--- START ---

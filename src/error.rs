//! Error types for the bonus engine.
//!
//! The pool calculation itself is total over its inputs and never fails.
//! These errors come from loading the bonus policy and from validating
//! requests before they reach the engine.

use rust_decimal::Decimal;
use thiserror::Error;

/// The main error type for the bonus engine.
///
/// # Example
///
/// ```
/// use bonus_engine::error::EngineError;
///
/// let error = EngineError::ConfigNotFound {
///     path: "/missing/policy.yaml".to_string(),
/// };
/// assert_eq!(error.to_string(), "Configuration file not found: /missing/policy.yaml");
/// ```
#[derive(Debug, Error)]
pub enum EngineError {
    /// Configuration file was not found at the specified path.
    #[error("Configuration file not found: {path}")]
    ConfigNotFound {
        /// The path that was not found.
        path: String,
    },

    /// Configuration file could not be parsed.
    #[error("Failed to parse configuration file '{path}': {message}")]
    ConfigParseError {
        /// The path to the file that failed to parse.
        path: String,
        /// A description of the parse error.
        message: String,
    },

    /// A policy value was outside its allowed range.
    #[error("Invalid policy field '{field}': {message}")]
    InvalidPolicy {
        /// The policy field that was invalid.
        field: String,
        /// A description of what made the field invalid.
        message: String,
    },

    /// Monthly revenue must be strictly positive and below the request ceiling.
    #[error("Invalid total revenue {value}: {message}")]
    InvalidRevenue {
        /// The rejected revenue value.
        value: Decimal,
        /// Which bound the value broke.
        message: String,
    },

    /// Pool percentage must lie within 0 to 100 inclusive.
    #[error("Pool percentage must be between 0 and 100, got {value}")]
    InvalidPoolPercentage {
        /// The rejected percentage.
        value: Decimal,
    },

    /// An input record carried an invalid value.
    #[error("Invalid {kind} '{id}': {message}")]
    InvalidRecord {
        /// The kind of record (e.g. "damage", "mileage entry").
        kind: String,
        /// The ID of the offending record.
        id: String,
        /// A description of what made the record invalid.
        message: String,
    },
}

/// A type alias for Results that return EngineError.
pub type EngineResult<T> = Result<T, EngineError>;
//! Perfect-week evaluation and bonus hours.
//!
//! A perfect week is one in which an employee worked at least one day, was
//! never tardy, was always in uniform, and completed every checklist they
//! were assigned. Each achieved week earns one bonus hour. The hours are
//! tracked on payouts but carry no dollar value yet.

use rust_decimal::Decimal;
use serde::{Deserialize, Serialize};

use crate::models::{Attendance, AuditStep, ChecklistCompletion, PerfectWeek};

use super::roster::ActiveRoster;

/// Bonus hours earned per achieved perfect week.
pub const BONUS_HOURS_PER_PERFECT_WEEK: u32 = 1;

/// Dollar value of one perfect-week bonus hour.
///
/// Zero until an hourly rate is added to the bonus policy.
pub const PERFECT_WEEK_HOURLY_VALUE: Decimal = Decimal::ZERO;

/// The outcome of evaluating one employee's week.
#[derive(Debug, Clone, PartialEq, Eq, Serialize, Deserialize)]
pub struct PerfectWeekCheck {
    /// Whether the week was perfect.
    pub achieved: bool,
    /// Attendance records in the week.
    pub days_worked: usize,
    /// Days the employee arrived after the cutoff.
    pub tardy_days: usize,
    /// Days the employee was out of uniform.
    pub uniform_violations: usize,
    /// Checklists with at least one item missing.
    pub incomplete_checklists: usize,
}

/// The result of counting perfect-week hours for the roster.
#[derive(Debug, Clone)]
pub struct PerfectWeekHoursResult {
    /// Bonus hours per roster employee, aligned with the roster order.
    pub hours: Vec<u32>,
    /// Sum of all bonus hours.
    pub total_hours: u32,
    /// Perfect-week records for employees who are not on the roster.
    pub unmatched_weeks: usize,
    /// The audit step recording this calculation.
    pub audit_step: AuditStep,
}

/// Evaluates one employee's week of attendance and checklist completions.
///
/// # Examples
///
/// ```
/// use bonus_engine::calculation::check_perfect_week;
///
/// // No attendance means the employee did not work, so the week is not perfect.
/// let check = check_perfect_week(&[], &[]);
/// assert!(!check.achieved);
/// ```
pub fn check_perfect_week(
    attendance: &[Attendance],
    completions: &[ChecklistCompletion],
) -> PerfectWeekCheck {
    let days_worked = attendance.len();
    let tardy_days = attendance.iter().filter(|a| a.is_tardy).count();
    let uniform_violations = attendance.iter().filter(|a| !a.in_uniform).count();
    let incomplete_checklists = completions.iter().filter(|c| !c.is_complete()).count();

    PerfectWeekCheck {
        achieved: days_worked > 0
            && tardy_days == 0
            && uniform_violations == 0
            && incomplete_checklists == 0,
        days_worked,
        tardy_days,
        uniform_violations,
        incomplete_checklists,
    }
}

/// Counts achieved perfect weeks as bonus hours for every roster employee.
pub fn count_perfect_week_hours(
    roster: &ActiveRoster<'_>,
    weeks: &[PerfectWeek],
    step_number: u32,
) -> PerfectWeekHoursResult {
    let tally = roster.tally(
        weeks,
        |w| w.employee_id.as_str(),
        |w| {
            if w.achieved {
                BONUS_HOURS_PER_PERFECT_WEEK
            } else {
                0
            }
        },
    );
    let total_hours = tally.per_employee.iter().copied().fold(0, u32::saturating_add);

    let audit_step = AuditStep {
        step_number,
        rule_id: "perfect_weeks".to_string(),
        rule_name: "Perfect Weeks".to_string(),
        input: serde_json::json!({
            "week_count": weeks.len()
        }),
        output: serde_json::json!({
            "total_hours": total_hours,
            "hourly_value": PERFECT_WEEK_HOURLY_VALUE.to_string(),
            "unmatched_weeks": tally.unmatched
        }),
        reasoning: format!(
            "{} bonus hour(s) from achieved perfect weeks, valued at ${} per hour",
            total_hours, PERFECT_WEEK_HOURLY_VALUE
        ),
    };

    PerfectWeekHoursResult {
        hours: tally.per_employee,
        total_hours,
        unmatched_weeks: tally.unmatched,
        audit_step,
    }
}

--- END ---

For this exercise, all the data must be repeated exactly.

Answer space:
filename src/error.rs
//! Error types for the bonus engine.
//!
//! The pool calculation itself is total over its inputs and never fails.
//! These errors come from loading the bonus policy and from validating
//! requests before they reach the engine.

use rust_decimal::Decimal;
use thiserror::Error;

/// The main error type for the bonus engine.
///
/// # Example
///
/// ```
/// use bonus_engine::error::EngineError;
///
/// let error = EngineError::ConfigNotFound {
///     path: "/missing/policy.yaml".to_string(),
/// };
/// assert_eq!(error.to_string(), "Configuration file not found: /missing/policy.yaml");
/// ```
#[derive(Debug, Error)]
pub enum EngineError {
    /// Configuration file was not found at the specified path.
    #[error("Configuration file not found: {path}")]
    ConfigNotFound {
        /// The path that was not found.
        path: String,
    },

    /// Configuration file could not be parsed.
    #[error("Failed to parse configuration file '{path}': {message}")]
    ConfigParseError {
        /// The path to the file that failed to parse.
        path: String,
        /// A description of the parse error.
        message: String,
    },

    /// A policy value was outside its allowed range.
    #[error("Invalid policy field '{field}': {message}")]
    InvalidPolicy {
        /// The policy field that was invalid.
        field: String,
        /// A description of what made the field invalid.
        message: String,
    },

    /// Monthly revenue must be strictly positive and below the request ceiling.
    #[error("Invalid total revenue {value}: {message}")]
    InvalidRevenue {
        /// The rejected revenue value.
        value: Decimal,
        /// Which bound the value broke.
        message: String,
    },

    /// Pool percentage must lie within 0 to 100 inclusive.
    #[error("Pool percentage must be between 0 and 100, got {value}")]
    InvalidPoolPercentage {
        /// The rejected percentage.
        value: Decimal,
    },

    /// An input record carried an invalid value.
    #[error("Invalid {kind} '{id}': {message}")]
    InvalidRecord {
        /// The kind of record (e.g. "damage", "mileage entry").
        kind: String,
        /// The ID of the offending record.
        id: String,
        /// A description of what made the record invalid.
        message: String,
    },
}

/// A type alias for Results that return EngineError.
pub type EngineResult<T> = Result<T, EngineError>;
//! Perfect-week evaluation and bonus hours.
//!
//! A perfect week is one in which an employee worked at least one day, was
//! never tardy, was always in uniform, and completed every checklist they
//! were assigned. Each achieved week earns one bonus hour. The hours are
//! tracked on payouts but carry no dollar value yet.

use rust_decimal::Decimal;
use serde::{Deserialize, Serialize};

use crate::models::{Attendance, AuditStep, ChecklistCompletion, PerfectWeek};

use super::roster::ActiveRoster;

/// Bonus hours earned per achieved perfect week.
pub const BONUS_HOURS_PER_PERFECT_WEEK: u32 = 1;

/// Dollar value of one perfect-week bonus hour.
///
/// Zero until an hourly rate is added to the bonus policy.
pub const PERFECT_WEEK_HOURLY_VALUE: Decimal = Decimal::ZERO;

/// The outcome of evaluating one employee's week.
#[derive(Debug, Clone, PartialEq, Eq, Serialize, Deserialize)]
pub struct PerfectWeekCheck {
    /// Whether the week was perfect.
    pub achieved: bool,
    /// Attendance records in the week.
    pub days_worked: usize,
    /// Days the employee arrived after the cutoff.
    pub tardy_days: usize,
    /// Days the employee was out of uniform.
    pub uniform_violations: usize,
    /// Checklists with at least one item missing.
    pub incomplete_checklists: usize,
}

/// The result of counting perfect-week hours for the roster.
#[derive(Debug, Clone)]
pub struct PerfectWeekHoursResult {
    /// Bonus hours per roster employee, aligned with the roster order.
    pub hours: Vec<u32>,
    /// Sum of all bonus hours.
    pub total_hours: u32,
    /// Perfect-week records for employees who are not on the roster.
    pub unmatched_weeks: usize,
    /// The audit step recording this calculation.
    pub audit_step: AuditStep,
}

/// Evaluates one employee's week of attendance and checklist completions.
///
/// # Examples
///
/// ```
/// use bonus_engine::calculation::check_perfect_week;
///
/// // No attendance means the employee did not work, so the week is not perfect.
/// let check = check_perfect_week(&[], &[]);
/// assert!(!check.achieved);
/// ```
pub fn check_perfect_week(
    attendance: &[Attendance],
    completions: &[ChecklistCompletion],
) -> PerfectWeekCheck {
    let days_worked = attendance.len();
    let tardy_days = attendance.iter().filter(|a| a.is_tardy).count();
    let uniform_violations = attendance.iter().filter(|a| !a.in_uniform).count();
    let incomplete_checklists = completions.iter().filter(|c| !c.is_complete()).count();

    PerfectWeekCheck {
        achieved: days_worked > 0
            && tardy_days == 0
            && uniform_violations == 0
            && incomplete_checklists == 0,
        days_worked,
        tardy_days,
        uniform_violations,
        incomplete_checklists,
    }
}

/// Counts achieved perfect weeks as bonus hours for every roster employee.
pub fn count_perfect_week_hours(
    roster: &ActiveRoster<'_>,
    weeks: &[PerfectWeek],
    step_number: u32,
) -> PerfectWeekHoursResult {
    let tally = roster.tally(
        weeks,
        |w| w.employee_id.as_str(),
        |w| {
            if w.achieved {
                BONUS_HOURS_PER_PERFECT_WEEK
            } else {
                0
            }
        },
    );
    let total_hours = tally.per_employee.iter().copied().fold(0, u32::saturating_add);

    let audit_step = AuditStep {
        step_number,
        rule_id: "perfect_weeks".to_string(),
        rule_name: "Perfect Weeks".to_string(),
        input: serde_json::json!({
            "week_count": weeks.len()
        }),
        output: serde_json::json!({
            "total_hours": total_hours,
            "hourly_value": PERFECT_WEEK_HOURLY_VALUE.to_string(),
            "unmatched_weeks": tally.unmatched
        }),
        reasoning: format!(
            "{} bonus hour(s) from achieved perfect weeks, valued at ${} per hour",
            total_hours, PERFECT_WEEK_HOURLY_VALUE
        ),
    };

    PerfectWeekHoursResult {
        hours: tally.per_employee,
        total_hours,
        unmatched_weeks: tally.unmatched,
        audit_step,
    }
}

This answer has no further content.